Official and "hi-fi" recordings can (and should) be purchased at your local record dealer or through a number of web-based companies, like CDNow.



JUDY COLLINS:

.....Dear Bobby.
This is a love letter to you, who called to me from the precipice, you with your wild hair and your thin bones and your silver-tipped black boots, a figure of my imagination, a fact of my life. When I was at the edge, when death was at my door with his raven look and his hour-glass -- your words, like the point of a knife, cut to the bone of memory. You spoke to me of timelessness, of light, told me where I had been, helped me not to fear where I was going.....

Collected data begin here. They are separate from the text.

use std::collections::BTreeMap;

use foundation::ids::LabelId;
use foundation::math::Vec2;
use runtime::Frame;
use serde::{Deserialize, Serialize};

#[derive(Debug, Copy, Clone, PartialEq, Serialize, Deserialize)]
pub struct ForceConfig {
    /// Required screen-space gap between label boxes.
    #[serde(default = "default_clearance")]
    pub min_clearance_px: f64,
    /// Repulsion acceleration per pixel of overlap depth (px/s²).
    #[serde(default = "default_repulsion")]
    pub repulsion: f64,
    /// Spring acceleration per pixel of displacement from rest (px/s²).
    /// Applied only to labels currently in collision.
    #[serde(default = "default_spring")]
    pub spring: f64,
    /// Exponential velocity damping rate (1/s).
    #[serde(default = "default_damping")]
    pub damping: f64,
    /// Maximum displacement from the rest offset.
    #[serde(default = "default_max_offset")]
    pub max_offset_px: f64,
    /// The frame loop stops once every label is slower than this (px/s).
    #[serde(default = "default_settle_eps")]
    pub settle_speed_eps: f64,
}

fn default_clearance() -> f64 {
    2.0
}
fn default_repulsion() -> f64 {
    40.0
}
fn default_spring() -> f64 {
    10.0
}
fn default_damping() -> f64 {
    6.0
}
fn default_max_offset() -> f64 {
    48.0
}
fn default_settle_eps() -> f64 {
    0.5
}

impl Default for ForceConfig {
    fn default() -> Self {
        Self {
            min_clearance_px: default_clearance(),
            repulsion: default_repulsion(),
            spring: default_spring(),
            damping: default_damping(),
            max_offset_px: default_max_offset(),
            settle_speed_eps: default_settle_eps(),
        }
    }
}

/// One simulated label.
///
/// `anchor_px` is the projected marker position (recomputed on camera
/// move); the label box is centered at `anchor + offset`. `rest_offset_px`
/// is where the label wants to sit relative to its anchor.
#[derive(Debug, Clone, PartialEq)]
pub struct LabelNode {
    pub anchor_px: Vec2,
    pub offset_px: Vec2,
    pub velocity_px: Vec2,
    pub rest_offset_px: Vec2,
    pub half_size_px: Vec2,
}

impl LabelNode {
    pub fn center(&self) -> Vec2 {
        self.anchor_px.add(self.offset_px)
    }
}

/// Iterative relaxation nudging overlapping labels apart.
///
/// The loop is convergence-terminated, not fixed-count: `tick` keeps
/// integrating until the fastest label drops below `settle_speed_eps` and
/// no pair is left inside the clearance gap, then reports itself settled
/// and stops doing work until `update_anchor` or `start` re-arm it.
#[derive(Debug)]
pub struct LabelForceSim {
    config: ForceConfig,
    nodes: BTreeMap<LabelId, LabelNode>,
    running: bool,
}

impl LabelForceSim {
    pub fn new(config: ForceConfig) -> Self {
        Self {
            config,
            nodes: BTreeMap::new(),
            running: false,
        }
    }

    pub fn len(&self) -> usize {
        self.nodes.len()
    }

    pub fn is_empty(&self) -> bool {
        self.nodes.is_empty()
    }

    pub fn is_running(&self) -> bool {
        self.running
    }

    pub fn node(&self, id: LabelId) -> Option<&LabelNode> {
        self.nodes.get(&id)
    }

    /// Current on-screen position of a label's center.
    pub fn position(&self, id: LabelId) -> Option<Vec2> {
        self.nodes.get(&id).map(LabelNode::center)
    }

    pub fn register(&mut self, id: LabelId, anchor_px: Vec2, rest_offset_px: Vec2, half_size_px: Vec2) {
        self.nodes.insert(
            id,
            LabelNode {
                anchor_px,
                offset_px: rest_offset_px,
                velocity_px: Vec2::ZERO,
                rest_offset_px,
                half_size_px,
            },
        );
    }

    pub fn start(&mut self) {
        self.running = true;
    }

    pub fn stop(&mut self) {
        self.running = false;
    }

    pub fn clear(&mut self) {
        self.nodes.clear();
        self.running = false;
    }

    /// Re-anchors a label after a camera move and re-arms the loop.
    pub fn update_anchor(&mut self, id: LabelId, anchor_px: Vec2) {
        if let Some(node) = self.nodes.get_mut(&id) {
            node.anchor_px = anchor_px;
            self.running = true;
        }
    }

    /// True if any pair of label boxes is closer than the clearance.
    pub fn any_overlap(&self) -> bool {
        let ids: Vec<LabelId> = self.nodes.keys().copied().collect();
        for (i, a) in ids.iter().enumerate() {
            for b in &ids[i + 1..] {
                if self
                    .overlap_depth(&self.nodes[a], &self.nodes[b])
                    .is_some()
                {
                    return true;
                }
            }
        }
        false
    }

    /// One integration step. Returns `true` while the sim is still moving;
    /// `false` once settled (and thereafter, until re-armed).
    pub fn tick(&mut self, frame: Frame) -> bool {
        if !self.running || self.nodes.len() < 2 {
            self.running = false;
            return false;
        }
        let dt = frame.dt_s;
        if dt <= 0.0 {
            return true;
        }

        let ids: Vec<LabelId> = self.nodes.keys().copied().collect();
        let mut accel: BTreeMap<LabelId, Vec2> = ids.iter().map(|id| (*id, Vec2::ZERO)).collect();
        let mut colliding: BTreeMap<LabelId, bool> = ids.iter().map(|id| (*id, false)).collect();

        for (i, ia) in ids.iter().enumerate() {
            for ib in &ids[i + 1..] {
                let (a, b) = (&self.nodes[ia], &self.nodes[ib]);
                let Some(depth) = self.overlap_depth(a, b) else {
                    continue;
                };
                // Push apart along the inter-center direction; coincident
                // centers break the tie along +x deterministically (id order).
                let dir = b.center().sub(a.center()).normalize_or(Vec2::new(1.0, 0.0));
                let push = dir.scale(self.config.repulsion * depth);
                let pushed_a = accel[ia].sub(push);
                let pushed_b = accel[ib].add(push);
                accel.insert(*ia, pushed_a);
                accel.insert(*ib, pushed_b);
                colliding.insert(*ia, true);
                colliding.insert(*ib, true);
            }
        }

        let damp = (-self.config.damping * dt).exp();
        let mut max_speed = 0.0f64;
        for id in &ids {
            let Some(node) = self.nodes.get_mut(id) else {
                continue;
            };
            let mut a = accel[id];
            if colliding[id] {
                // Spring back toward rest only while in collision; settled
                // labels keep their displaced spot instead of drifting.
                a = a.add(node.rest_offset_px.sub(node.offset_px).scale(self.config.spring));
            }
            node.velocity_px = node.velocity_px.add(a.scale(dt)).scale(damp);
            node.offset_px = node.offset_px.add(node.velocity_px.scale(dt));

            // Clamp total displacement from rest to a fixed radius.
            let excursion = node.offset_px.sub(node.rest_offset_px).clamp_length(self.config.max_offset_px);
            node.offset_px = node.rest_offset_px.add(excursion);

            max_speed = max_speed.max(node.velocity_px.length());
        }

        if max_speed < self.config.settle_speed_eps {
            if self.any_overlap() {
                // The spring can balance the repulsion before the boxes
                // clear; resolve the remainder positionally and keep going.
                self.separate_stalled_pairs();
                return true;
            }
            self.running = false;
            for node in self.nodes.values_mut() {
                node.velocity_px = Vec2::ZERO;
            }
            return false;
        }
        true
    }

    /// Shifts each still-overlapping pair apart along its thinnest overlap
    /// axis, respecting the excursion clamp. Only reached once the forces
    /// have stalled, so the shift cannot fight the integrator.
    fn separate_stalled_pairs(&mut self) {
        let ids: Vec<LabelId> = self.nodes.keys().copied().collect();
        for (i, ia) in ids.iter().enumerate() {
            for ib in &ids[i + 1..] {
                let (a, b) = (&self.nodes[ia], &self.nodes[ib]);
                let Some(depth) = self.overlap_depth(a, b) else {
                    continue;
                };
                let d = b.center().sub(a.center());
                let reach_x = a.half_size_px.x + b.half_size_px.x + self.config.min_clearance_px;
                let reach_y = a.half_size_px.y + b.half_size_px.y + self.config.min_clearance_px;
                let ox = reach_x - d.x.abs();
                let oy = reach_y - d.y.abs();
                // Thinnest axis; coincident centers split along +x (id order).
                let dir = if ox <= oy {
                    Vec2::new(if d.x >= 0.0 { 1.0 } else { -1.0 }, 0.0)
                } else {
                    Vec2::new(0.0, if d.y >= 0.0 { 1.0 } else { -1.0 })
                };
                let shift = dir.scale(depth * 0.5 + 0.5);
                self.shift_offset(*ia, shift.scale(-1.0));
                self.shift_offset(*ib, shift);
            }
        }
    }

    fn shift_offset(&mut self, id: LabelId, delta: Vec2) {
        if let Some(node) = self.nodes.get_mut(&id) {
            node.offset_px = node.offset_px.add(delta);
            let excursion = node
                .offset_px
                .sub(node.rest_offset_px)
                .clamp_length(self.config.max_offset_px);
            node.offset_px = node.rest_offset_px.add(excursion);
        }
    }

    /// Overlap depth between two label boxes including the clearance gap,
    /// or `None` when they are already far enough apart.
    fn overlap_depth(&self, a: &LabelNode, b: &LabelNode) -> Option<f64> {
        let d = b.center().sub(a.center());
        let reach_x = a.half_size_px.x + b.half_size_px.x + self.config.min_clearance_px;
        let reach_y = a.half_size_px.y + b.half_size_px.y + self.config.min_clearance_px;
        let ox = reach_x - d.x.abs();
        let oy = reach_y - d.y.abs();
        if ox > 0.0 && oy > 0.0 {
            Some(ox.min(oy))
        } else {
            None
        }
    }
}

You materialize in some city, we embrace, and you are always a gentleman, always kind. I remember that summer at Newport, boats bobbing out on the harbor, sun dancing on the water, crowds screaming, critics saying you were a traitor. All of us, singers, audience, loved you because you didn't care what the critics said, because they were fools, because we knew we were fools, too, children of an uncomfortable and unfathomable, disturbing age, an age of shattered dreams, and nightmares. You gave words to our journey, treaties to our wars of the heart and the head, and your music moved in our bones, into our spirits like water, like time, like memory, your voice coming across the crowds, electric guitar wailing, harmonica liquid silver over the water.

And I remember another summer in Woodstock, a summer of green and sheltering leaves at Albert's house when I woke from dreams to hear your voice, sweet and haunting, singing a new, wonderful song. Deep in the basement behind a closed door you sang softly so you wouldn't wake anyone but my heart must have heard and I climbed out of my high feather-pillowed bed and crept down the stairs to sit outside your door. When I knocked and asked you to sing the song again, you did. You sang it all night long, it was "Mr. Tambourine Man." My life was in turmoil and your songs were solace,

There was that first summer of '59. I was singing at the Gilded Garter, a bar in Central City, Colorado, three shows a night, spelling a rock-and-roll band whose lead singer was an ex-stripper. You were playing a honky-tonk mountain bar over in Cripple Creek, singing for miners and cowboys and summer people. I was barely nineteen, you were even younger.

When I moved to New York I found you in a funky bar in the Village, a sloppy hat drawn over your forehead and the tops of your eyebrows, your elbows on the bar, a drink in front of you. On stage at Gerde's you bent over your guitar, muttering the lyrics of Woody and Cisco. Cisco hung around with us sometimes and Peter was there -- he didn't have a Mary or Paul yet. Van Ronk and Jack Elliott and Cisco showed up sometimes, and Joanie and Paul Butterfield, with his wailing, crying harp. We howled at the moon on Broadway, you sang the old blues and then you found your own voice, giving our fears and our triumphs faces and names. Somebody sent me a copy of "Blowin' in the Wind." I couldn't believe that rumpled guy, slumped in the shadows of Gerde's between sets, could have written such a breathtaking song. I wrote you a fan letter, remember?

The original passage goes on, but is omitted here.